Now, while this includes reference to consideration of the impact on the community and the environment and the long term impact on the business among other contradictory factors the key is that the company is to act in the interests of the members "as a whole" to "promote the success of the company". Here, RBS has a very successful investment banking arm, contributing substantially to the future success of the company (and consequently to the chances of speedy repayment of the state investment in the bank) . Indeed, Peston suggests that it contributes about half the wealth of RBS. Is the success of RBS in this sector at the moment down to the change in the market (with Lehman and others vanishing)? Or is it – at least in part – attributable to having people that are good at their jobs working in this area? The board of directors seem to be of the view that it is the latter. Their fear is that if bonuses are not paid these people will leave to join the investment banks or banking arms of others. There is then a fear that they will struggle to replace the very talented. The consequence is that this would be detrimental to the long term interests of the company and in the short to medium term would not promote the success of the company, the one thing they are legally bound to ensure.

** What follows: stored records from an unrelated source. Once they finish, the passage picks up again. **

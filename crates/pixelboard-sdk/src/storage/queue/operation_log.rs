//! 待同步日志 - 与实体存储同库的持久化追加队列
//!
//! 约束：
//! - 调用方只能追加；只有同步引擎在远端确认成功后才会删除
//! - 同一实体可以同时有多条记录（create + 多次 update），由折叠算法处理
//! - `drain` 返回不可变快照，删除时只删快照高水位以内的记录，
//!   快照之后新追加的同 id 记录会保留到下一轮

use std::collections::HashSet;
use std::sync::Arc;

use rusqlite::Connection;
use tokio::sync::Mutex;
use tracing::debug;

use crate::error::Result;
use crate::storage::dao::PendingOperationDao;
use crate::storage::entities::{new_entity_id, EntityKind, PendingOperation, SyncAction};
use crate::utils::MonotonicClock;

/// 一次 drain 的快照
#[derive(Debug, Clone, Default)]
pub struct DrainSnapshot {
    /// 按 timestamp 升序
    pub operations: Vec<PendingOperation>,
    /// 快照内最大 seq
    pub high_water_seq: i64,
}

impl DrainSnapshot {
    pub fn is_empty(&self) -> bool {
        self.operations.is_empty()
    }

    pub fn len(&self) -> usize {
        self.operations.len()
    }
}

#[derive(Debug, Clone)]
pub struct OperationLog {
    conn: Arc<Mutex<Connection>>,
    clock: Arc<MonotonicClock>,
}

impl OperationLog {
    pub fn new(conn: Arc<Mutex<Connection>>, clock: Arc<MonotonicClock>) -> Self {
        Self { conn, clock }
    }

    /// 以单调时钟取时间戳并追加
    pub async fn enqueue(
        &self,
        kind: EntityKind,
        entity_id: &str,
        action: SyncAction,
        payload: Option<serde_json::Value>,
    ) -> Result<PendingOperation> {
        let timestamp = self.clock.next();
        self.enqueue_at(kind, entity_id, action, payload, timestamp).await
    }

    /// 指定时间戳追加
    pub async fn enqueue_at(
        &self,
        kind: EntityKind,
        entity_id: &str,
        action: SyncAction,
        payload: Option<serde_json::Value>,
        timestamp: i64,
    ) -> Result<PendingOperation> {
        let conn = self.conn.lock().await;
        append(&conn, &self.clock, kind, entity_id, action, payload, timestamp)
    }

    pub async fn drain(&self) -> Result<DrainSnapshot> {
        let conn = self.conn.lock().await;
        let operations = PendingOperationDao::new(&conn).list_ordered()?;
        let high_water_seq = operations.iter().map(|op| op.seq).max().unwrap_or(0);
        Ok(DrainSnapshot { operations, high_water_seq })
    }

    /// 删除这些实体在 `up_to_seq` 以内的记录
    pub async fn remove_by_entity_ids(&self, entity_ids: &[String], up_to_seq: i64) -> Result<usize> {
        if entity_ids.is_empty() {
            return Ok(0);
        }
        let conn = self.conn.lock().await;
        let removed = PendingOperationDao::new(&conn).delete_by_entity_ids(entity_ids, up_to_seq)?;
        debug!("待同步日志已移除 {} 条（{} 个实体）", removed, entity_ids.len());
        Ok(removed)
    }

    pub async fn count(&self) -> Result<u64> {
        let conn = self.conn.lock().await;
        PendingOperationDao::new(&conn).count()
    }

    /// 脏实体 id 集合
    pub async fn dirty_ids(&self, kind: Option<EntityKind>) -> Result<HashSet<String>> {
        let conn = self.conn.lock().await;
        let ids = PendingOperationDao::new(&conn).distinct_entity_ids(kind)?;
        Ok(ids.into_iter().collect())
    }
}

/// 在调用方持有的连接（或事务）上追加一条记录
pub(crate) fn append(
    conn: &Connection,
    clock: &MonotonicClock,
    kind: EntityKind,
    entity_id: &str,
    action: SyncAction,
    payload: Option<serde_json::Value>,
    timestamp: i64,
) -> Result<PendingOperation> {
    clock.observe(timestamp);
    let mut op = PendingOperation {
        seq: 0,
        id: new_entity_id(),
        entity_kind: kind,
        entity_id: entity_id.to_string(),
        action,
        payload,
        timestamp,
    };
    op.seq = PendingOperationDao::new(conn).insert(&op)?;
    Ok(op)
}

#[cfg(test)]
mod tests {
    use super::*;
    use crate::storage::dao::test_connection;

    fn log() -> OperationLog {
        OperationLog::new(
            Arc::new(Mutex::new(test_connection())),
            Arc::new(MonotonicClock::new()),
        )
    }

    #[tokio::test]
    async fn drain_is_sorted_by_timestamp() {
        let log = log();
        log.enqueue_at(EntityKind::CanvasBoard, "b1", SyncAction::Update, None, 30).await.unwrap();
        log.enqueue_at(EntityKind::CanvasBoard, "b1", SyncAction::Create, None, 10).await.unwrap();
        log.enqueue_at(EntityKind::LayerOrder, "lo1", SyncAction::Create, None, 20).await.unwrap();

        let snapshot = log.drain().await.unwrap();
        let timestamps: Vec<_> = snapshot.operations.iter().map(|o| o.timestamp).collect();
        assert_eq!(timestamps, vec![10, 20, 30]);
        assert_eq!(snapshot.len(), 3);
        assert_eq!(log.count().await.unwrap(), 3);
    }

    #[tokio::test]
    async fn remove_keeps_records_appended_after_drain() {
        let log = log();
        log.enqueue(EntityKind::CanvasBoard, "b1", SyncAction::Create, None).await.unwrap();
        log.enqueue(EntityKind::CanvasBoard, "b2", SyncAction::Create, None).await.unwrap();
        let snapshot = log.drain().await.unwrap();

        // drain 之后同一实体又被修改
        log.enqueue(EntityKind::CanvasBoard, "b1", SyncAction::Update, None).await.unwrap();

        let removed = log
            .remove_by_entity_ids(&["b1".to_string(), "b2".to_string()], snapshot.high_water_seq)
            .await
            .unwrap();
        assert_eq!(removed, 2);

        let rest = log.drain().await.unwrap();
        assert_eq!(rest.len(), 1);
        assert_eq!(rest.operations[0].entity_id, "b1");
        assert_eq!(rest.operations[0].action, SyncAction::Update);
    }

    #[tokio::test]
    async fn dirty_ids_filter_by_kind() {
        let log = log();
        log.enqueue(EntityKind::CanvasBoard, "b1", SyncAction::Create, None).await.unwrap();
        log.enqueue(EntityKind::CanvasBoard, "b1", SyncAction::Update, None).await.unwrap();
        log.enqueue(EntityKind::ReferenceLayer, "r1", SyncAction::Delete, None).await.unwrap();

        let boards = log.dirty_ids(Some(EntityKind::CanvasBoard)).await.unwrap();
        assert_eq!(boards.len(), 1);
        assert!(boards.contains("b1"));
        assert_eq!(log.dirty_ids(None).await.unwrap().len(), 2);
    }

    #[tokio::test]
    async fn enqueue_timestamps_strictly_increase() {
        let log = log();
        let a = log.enqueue(EntityKind::CanvasBoard, "b1", SyncAction::Create, None).await.unwrap();
        let b = log.enqueue(EntityKind::CanvasBoard, "b1", SyncAction::Update, None).await.unwrap();
        assert!(b.timestamp > a.timestamp);
        assert!(b.seq > a.seq);
    }
}
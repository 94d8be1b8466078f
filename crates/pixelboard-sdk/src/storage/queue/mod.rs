//! 待同步操作队列
//!
//! - `OperationLog`：持久化、只追加的待同步日志
//! - `RetryPolicy`：连续推送失败时的退避策略

pub mod operation_log;
pub mod retry_policy;

pub use operation_log::{DrainSnapshot, OperationLog};
pub use retry_policy::{RetryPolicy, SyncFailureReason};
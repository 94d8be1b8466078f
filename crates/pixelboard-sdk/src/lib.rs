//! Pixelboard SDK - 本地优先的画布工作区同步引擎
//!
//! 本 SDK 提供：
//! - 💾 本地存储：SQLite 实体表 + 持久化待同步日志，离线可用
//! - 🔁 推送：日志折叠、按实体类型批量 upsert / delete、防抖与退避重试
//! - 📥 拉取：定时对账，跳过仍有本地未推送修改的实体
//! - 🧠 视图模型：`WorkspaceSession` 通过命令修改状态，写穿本地存储
//! - ⚙️ 事件系统：推送与拉取结果通过 broadcast 通知
//!
//! # 快速开始
//!
//! ```rust,no_run
//! use pixelboard_sdk::{LayerPatch, NewBoard, PixelboardConfig, PixelboardSDK, Settings, WorkspaceCommand};
//!
//! #[tokio::main]
//! async fn main() -> Result<(), Box<dyn std::error::Error>> {
//!     let config = PixelboardConfig::builder()
//!         .data_dir("/path/to/data")
//!         .api_base_url("https://example.supabase.co/rest/v1")
//!         .api_key("anon-key")
//!         .build()?;
//!
//!     let sdk = PixelboardSDK::initialize(config).await?;
//!     let workspace = sdk.create_workspace("海报", Settings::new()).await?;
//!     let session = sdk.open_workspace(&workspace.id).await?;
//!
//!     session
//!         .dispatch(WorkspaceCommand::CreateBoard(NewBoard {
//!             name: "A4".into(),
//!             width: 2480.0,
//!             height: 3508.0,
//!             x: 0.0,
//!             y: 0.0,
//!             settings: Settings::new(),
//!         }))
//!         .await?;
//!
//!     let board_id = session.snapshot().boards[0].id.clone();
//!     session
//!         .dispatch(WorkspaceCommand::UpdateBoard {
//!             id: board_id,
//!             patch: LayerPatch::position(120.0, 80.0),
//!         })
//!         .await?;
//!
//!     sdk.shutdown().await?;
//!     Ok(())
//! }
//! ```

pub mod config;
pub mod error;
pub mod events;
pub mod sdk;
pub mod storage;
pub mod sync;
pub mod utils;
pub mod version;
pub mod workspace;

pub use config::{HttpClientConfig, PixelboardConfig, PixelboardConfigBuilder, SyncConfig};
pub use error::{PixelboardError, Result};
pub use events::{EventBus, FailedBatch, FlushReport, SyncEvent};
pub use sdk::PixelboardSDK;
pub use storage::entities::{
    BackgroundImage, CanvasBoard, EntityKind, EntityRecord, LayerKind, LayerOrderEntry,
    PendingOperation, ReferenceLayer, Settings, SyncAction, Workspace,
};
pub use storage::queue::{RetryPolicy, SyncFailureReason};
pub use storage::{ApplyOutcome, LocalChange, StorageManager};
pub use sync::{
    FlushOutcome, HttpRemoteGateway, InMemoryGateway, ReconcileReport, RemoteGateway, SyncEngine,
    SyncScheduler,
};
pub use version::{version_string, SDK_VERSION};
pub use workspace::{
    CommandOutcome, LayerPatch, NewBackgroundImage, NewBoard, NewReference, WorkspaceCommand,
    WorkspaceSession, WorkspaceState,
};
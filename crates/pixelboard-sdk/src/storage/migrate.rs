//! 本地库迁移与初始化 - 由 refinery 管理
//!
//! - migrations/V{n}__{name}.sql 即版本，编译期嵌入、按序执行、每个版本只执行一次
//! - 每条语句都是 `IF NOT EXISTS`，重复执行无副作用
//! - 统一入口 `init_db`：pragmas → migrate → 版本校验

mod embedded {
    use refinery::embed_migrations;

    embed_migrations!("./migrations");
}

use rusqlite::Connection;
use tracing::debug;

use crate::error::{PixelboardError, Result};
use crate::version::SDK_DB_VERSION;

const REFINERY_TABLE: &str = "refinery_schema_history";

/// WAL + NORMAL：单记录写入即落盘，UI 写入不被同步读阻塞
const STORE_PRAGMAS: &str = "
PRAGMA journal_mode=WAL;
PRAGMA synchronous=NORMAL;
PRAGMA temp_store=MEMORY;
";

pub fn enable_pragmas(conn: &Connection) -> Result<()> {
    conn.execute_batch(STORE_PRAGMAS.trim())
        .map_err(|e| PixelboardError::Database(format!("设置 PRAGMA 失败: {}", e)))?;
    Ok(())
}

pub fn run_migrations(conn: &mut Connection) -> Result<()> {
    let report = embedded::migrations::runner()
        .run(conn)
        .map_err(|e| PixelboardError::Migration(format!("执行 migration 失败: {}", e)))?;
    for m in report.applied_migrations() {
        debug!("已应用 migration V{}__{}", m.version(), m.name());
    }
    Ok(())
}

/// 当前库的 migration 版本；无历史表返回 None
pub fn get_db_migration_version(conn: &Connection) -> Result<Option<i64>> {
    let exists: bool = conn
        .query_row(
            "SELECT COUNT(*) > 0 FROM sqlite_master WHERE type='table' AND name=?1",
            [REFINERY_TABLE],
            |row| row.get(0),
        )
        .map_err(|e| PixelboardError::Database(format!("查询 {} 失败: {}", REFINERY_TABLE, e)))?;

    if !exists {
        return Ok(None);
    }

    let version: Option<i64> = conn
        .query_row(
            &format!("SELECT MAX(version) FROM {}", REFINERY_TABLE),
            [],
            |row| row.get::<_, Option<i64>>(0),
        )
        .map_err(|e| PixelboardError::Database(format!("读取 migration 版本失败: {}", e)))?;

    Ok(version.filter(|&v| v > 0))
}

/// 库版本高于 SDK 支持版本时拒绝打开
fn check_db_version(conn: &Connection) -> Result<()> {
    let Some(v) = get_db_migration_version(conn)? else {
        return Ok(());
    };
    if v > SDK_DB_VERSION {
        return Err(PixelboardError::Migration(format!(
            "本地库版本 {} 高于当前 SDK 支持的最高版本 {}",
            v, SDK_DB_VERSION
        )));
    }
    Ok(())
}

pub fn init_db(conn: &mut Connection) -> Result<()> {
    enable_pragmas(conn)?;
    run_migrations(conn)?;
    check_db_version(conn)?;
    Ok(())
}
//! 远端网关接口
//!
//! 每个实体类型对应远端一张表；upsert 以客户端生成的 id 为准（insert-or-replace）。
//! 认证由外部模块负责，网关只携带令牌。

use async_trait::async_trait;

use crate::error::Result;
use crate::storage::entities::{EntityKind, EntityRecord, Workspace};

#[async_trait]
pub trait RemoteGateway: Send + Sync {
    /// 批量 upsert，同一 id 重复提交结果相同
    async fn bulk_upsert(&self, kind: EntityKind, records: Vec<EntityRecord>) -> Result<()>;

    /// 批量删除；远端不存在的 id 视为成功
    async fn bulk_delete(&self, kind: EntityKind, ids: Vec<String>) -> Result<()>;

    /// 某工作区下该类型的全部记录；`Workspace` 类型返回该工作区本身
    async fn list(&self, kind: EntityKind, workspace_id: &str) -> Result<Vec<EntityRecord>>;

    async fn get_workspace(&self, workspace_id: &str) -> Result<Option<Workspace>> {
        let records = self.list(EntityKind::Workspace, workspace_id).await?;
        Ok(records.into_iter().find_map(|r| match r {
            EntityRecord::Workspace(ws) => Some(ws),
            _ => None,
        }))
    }
}
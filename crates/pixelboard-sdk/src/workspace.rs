//! 工作区视图模型 - 显式状态容器
//!
//! 内存状态只能通过 `WorkspaceCommand` 修改。每条命令：
//! 1. 先改内存状态（立即可见）
//! 2. 写穿到本地实体存储，并在同一事务里追加待同步日志
//! 3. 安排一次防抖推送
//!
//! 本地写入失败时内存状态回滚，错误返回给调用方；远端失败永远不会出现在这里。

use std::collections::HashSet;
use std::sync::{Arc, Weak};

use parking_lot::RwLock;
use serde_json::{json, Value};
use tokio::sync::broadcast::error::RecvError;
use tokio::sync::Mutex;
use tokio_util::sync::CancellationToken;
use tracing::{debug, info, warn};

use crate::error::{PixelboardError, Result};
use crate::events::SyncEvent;
use crate::storage::entities::{
    new_entity_id, BackgroundImage, CanvasBoard, EntityKind, EntityRecord, LayerKind,
    LayerOrderEntry, ReferenceLayer, Settings, Workspace,
};
use crate::storage::{LocalChange, StorageManager};
use crate::sync::SyncScheduler;

/// 工作区 settings 中相机位姿的 key
pub const CAMERA_SETTINGS_KEY: &str = "camera";

#[derive(Debug, Clone, Default, PartialEq)]
pub struct WorkspaceState {
    pub workspace: Option<Workspace>,
    /// 按 sort_order 降序
    pub boards: Vec<CanvasBoard>,
    /// 按 sort_order 降序
    pub references: Vec<ReferenceLayer>,
    pub background_images: Vec<BackgroundImage>,
    /// 按 sort_order 降序
    pub layer_order: Vec<LayerOrderEntry>,
    /// 当前选中的图层 id
    pub selection: Vec<String>,
}

impl WorkspaceState {
    pub fn board(&self, id: &str) -> Option<&CanvasBoard> {
        self.boards.iter().find(|b| b.id == id)
    }

    pub fn reference(&self, id: &str) -> Option<&ReferenceLayer> {
        self.references.iter().find(|r| r.id == id)
    }

    pub fn background_image(&self, id: &str) -> Option<&BackgroundImage> {
        self.background_images.iter().find(|i| i.id == id)
    }

    /// 某画板上的背景图，按 sort_order 降序
    pub fn images_on_board(&self, board_id: &str) -> Vec<&BackgroundImage> {
        let mut images: Vec<&BackgroundImage> = self
            .background_images
            .iter()
            .filter(|i| i.board_id == board_id)
            .collect();
        images.sort_by(|a, b| b.sort_order.cmp(&a.sort_order));
        images
    }

    pub fn layer_entry(&self, layer_id: &str) -> Option<&LayerOrderEntry> {
        self.layer_order.iter().find(|e| e.layer_id == layer_id)
    }

    /// 图层 id，最上层在前
    pub fn sorted_layer_ids(&self) -> Vec<String> {
        let mut entries: Vec<&LayerOrderEntry> = self.layer_order.iter().collect();
        entries.sort_by(|a, b| b.sort_order.cmp(&a.sort_order));
        entries.into_iter().map(|e| e.layer_id.clone()).collect()
    }

    /// 图层排序值；没有排序项时为 0
    pub fn layer_sort_order(&self, layer_id: &str) -> i64 {
        self.layer_entry(layer_id).map_or(0, |e| e.sort_order)
    }

    pub fn camera(&self) -> Option<&Value> {
        self.workspace.as_ref()?.settings.get(CAMERA_SETTINGS_KEY)
    }

    fn layer_ids(&self) -> impl Iterator<Item = String> + '_ {
        self.boards
            .iter()
            .map(|b| b.id.clone())
            .chain(self.references.iter().map(|r| r.id.clone()))
            .chain(self.background_images.iter().map(|i| i.id.clone()))
    }

    fn max_layer_sort(&self) -> i64 {
        self.layer_order.iter().map(|e| e.sort_order).max().unwrap_or(0)
    }

    fn sort_layers(&mut self) {
        self.layer_order.sort_by(|a, b| b.sort_order.cmp(&a.sort_order));
    }
}

/// 画板、参考图层、背景图共用的局部更新
#[derive(Debug, Clone, Default, PartialEq)]
pub struct LayerPatch {
    pub name: Option<String>,
    pub width: Option<f64>,
    pub height: Option<f64>,
    pub x: Option<f64>,
    pub y: Option<f64>,
    /// 按 key 合并进已有 settings
    pub settings: Option<Settings>,
    pub sort_order: Option<i64>,
}

impl LayerPatch {
    pub fn position(x: f64, y: f64) -> Self {
        Self { x: Some(x), y: Some(y), ..Default::default() }
    }

    pub fn size(width: f64, height: f64) -> Self {
        Self { width: Some(width), height: Some(height), ..Default::default() }
    }
}

fn merge_settings(target: &mut Settings, patch: &Option<Settings>) {
    if let Some(patch) = patch {
        for (k, v) in patch {
            target.insert(k.clone(), v.clone());
        }
    }
}

macro_rules! apply_geometry {
    ($patch:expr, $target:expr) => {{
        let p = $patch;
        let t = $target;
        if let Some(v) = p.width { t.width = v; }
        if let Some(v) = p.height { t.height = v; }
        if let Some(v) = p.x { t.x = v; }
        if let Some(v) = p.y { t.y = v; }
        if let Some(v) = p.sort_order { t.sort_order = v; }
        merge_settings(&mut t.settings, &p.settings);
    }};
}

#[derive(Debug, Clone, PartialEq)]
pub struct NewBoard {
    pub name: String,
    pub width: f64,
    pub height: f64,
    pub x: f64,
    pub y: f64,
    pub settings: Settings,
}

#[derive(Debug, Clone, PartialEq)]
pub struct NewReference {
    pub reference_id: String,
    pub view: String,
    pub name: String,
    pub width: f64,
    pub height: f64,
    /// 放在视口中心
    pub x: f64,
    pub y: f64,
    pub settings: Settings,
}

#[derive(Debug, Clone, PartialEq)]
pub struct NewBackgroundImage {
    pub board_id: String,
    pub image_url: String,
    pub natural_width: f64,
    pub natural_height: f64,
    /// 缺省为原始尺寸
    pub width: Option<f64>,
    pub height: Option<f64>,
}

#[derive(Debug, Clone, PartialEq)]
pub enum WorkspaceCommand {
    Rename { name: String },
    /// 合并工作区 settings
    UpdateSettings { settings: Settings },
    /// 记录最后的相机位姿
    SaveCamera { camera: Value },
    CreateBoard(NewBoard),
    UpdateBoard { id: String, patch: LayerPatch },
    DeleteBoard { id: String },
    CreateReference(NewReference),
    UpdateReference { id: String, patch: LayerPatch },
    DeleteReference { id: String },
    /// 把 `active_id` 移到 `over_id` 的位置，重排参考图层
    ReorderReferences { active_id: String, over_id: String },
    CreateBackgroundImage(NewBackgroundImage),
    UpdateBackgroundImage { id: String, patch: LayerPatch },
    DeleteBackgroundImage { id: String },
    /// 为图层设置排序值（没有排序项则新建）
    SetLayerOrder { layer_id: String, layer_kind: LayerKind, sort_order: i64 },
    /// 交换两个图层的排序值
    ReorderLayers { from_layer_id: String, to_layer_id: String },
    /// `None` 清空选择；`multi` 为真时切换该 id 的选中状态
    Select { id: Option<String>, multi: bool },
}

#[derive(Debug, Clone, PartialEq, Eq)]
pub enum CommandOutcome {
    /// 新建实体的 id
    Created(String),
    Applied,
    /// 目标不存在，未做任何修改
    Ignored,
}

Where the interests of some shareholders conflict with the interests of the company as a whole the interests of the company take priority,
Given this what can the directors do? They are potentially liable in damages for detrimental impact on the business.This is a personal liability. As a director you might not fancy facing having to pay out millions of pounds to shareholders from your pocket. Particularly when an action by any one minority shareholder (ie every individual excepting the state) can be raised under s 994 of the Companies Act if the conduct of the company is unfairly prejudicial to that shareholder. While examples of unfairly prejudicial conduct usually involve small companies where one shareholder is frozen out of management or blocked from receiving dividends there are cases where a minority shareholder successfully sues for unfairly prejudicial conduct where the directors are breaching their fiduciary duties.
When faced with this advice, and the potential fettering of their ability to manage the company they have been appointed to manage – a director has two options. Either to breach the duty and incur liability – uncertain of the potential limits; or resign.
The threat to resign is not an idle one. It is completely rational behaviour by people that would like to avoid personal insolvency. The risk that must be factored into the equation is that every potential director with experience of the sector will have exactly the same advice. The risk is not personal to these directors. It is a direct consequence of the legal framework against which they are operating. It is therefore not enough to suggest that the government call the directors’ bluff as Vince Cable has done (and has been praised in a variety of blog posts from many people I respect this morning such as Caron , the Millennium Elephant, Stephen, Charlotte Gore).
If the government wants to change bonus culture – and to deal properly with their concerns over the RBS bonus situation – they need to legislate. And that will impact on every bank – with who knows what potential consequences to the financial sector in the UK?
ETA (2 pm) I see peninsulawyer takes a similar view. The law is pretty clear here. Political posturing wins headlines, but doesn’t deal with the underlying problems.